The next script simulates an ordinary user who’s receiving a letter with a .zip attachment in Outlook 2002. While the received files are being scanned for viruses with VirusScan 7.0, the user looks through his e-mail, enters some comments into the Outlook calendar, and then opens a corporate website and some documents with Internet Explorer 6.0.
The X51R seems to have the same communicational capabilities as its opponent and the differences between the two CPUs do not count here.
In the Document Creation script the user is editing text in Word 2002 and is also using Dragon NaturallySpeaking to convert an audio file into a text document. This text document is then converted into PDF format with Acrobat 5.0.5. And finally, the document is employed in a PowerPoint 2002 presentation.

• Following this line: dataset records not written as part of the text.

pub mod command;
pub mod fastq;
pub mod file;
pub mod report;
pub mod sambam;
pub mod stats;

The Merom shows itself a good CPU for office applications, being just a little slower than the Pentium Dual-Core T2060.
The final script from SYSMark 2004 SE includes the following: the user opens a database in Access 2002 and creates a few queries. Documents are archived with WinZip 8.1. The results of the queries are exported into Excel 2002 and are used to construct a diagram.
The X51R is even ahead of the dual-core notebook in the final test from SYSmark 2004 SE, showing a more advanced architecture coupled with an improved overall configuration. Like in the previous applications, its results do not depend on the power source whether it is the battery or the power mains.
ASUS X51R has an integrated graphics core, so we tested the notebooks in all versions of 3DMark: 3DMark 2001SE Pro, 3DMark 2003 3.6.0, 3DMark 2005 1.2.0 and 3DMark 2006 1.1.0.
3DMark uses its own rendering engine to create a set of 3D scenes that load the graphics subsystem in various ways. Compared with the previous version, 3DMark 2005 uses Shader Model 2.0x/3.0 instead of Shader Model 1.x, provides full compatibility with Shader Model 2.0, includes more complex tests (over a million polygons per each frame), and employs normal maps. 3DMark 2006 brings support for HDR, Uniform Shadow Maps, and multi-core CPUs. It is overall oriented at Shader Model 3.0, but two out of its four graphics tests work within the Shader Model 2.0 framework.
The X51R’s integrated graphics core doesn’t boast high performance. To verify this result we tested the ATI Radeon Xpress 1100 in a few real games.
There were two test modes in Quake 3:
And in one mode in Quake 4:
There was no standard demo record in Quake 4, so we had to create it by ourselves and we use it in every review of mobile PCs on our site so that different devices can be compared under identical conditions.
The graphics performance of the tested notebook is similar to that of notebooks with Intel’s GMA 950 core. It is not high enough for playing modern games. The X51R is obviously not for gamers, but for office workers.
The notebook’s battery life was measured with Battery Eater Pro 2.60. The test was performed at the maximum screen brightness in the following modes:
The ASUS X51R isn’t a very mobile notebook. You won’t even be able to watch every movie to the end on it. On the other hand, this notebook’s battery is something more than just an UPS. The X51R does provide a normal battery life, even though it is smaller than you get with most other notebooks.
Here are the battery discharge diagrams for the different operation modes.
ASUS was successful in creating a rather fast notebook for reasonable money. The integrated graphics core cannot match the performance of discreet graphics adapters, so the gaming audience cannot find anything interesting here, but in the other parameters the notebook looks quite appealing. It is going to suit perfectly for students who need acceptable performance in office applications at a low price. In fact, all the drawbacks of this product are compensated by its low price. ASUS’ engineers endowed the X51R with everything necessary, leaving out secondary details that can be added by the user himself if necessary. From the ergonomics aspect the notebook is quite competitive to many mainstream models even without any additions.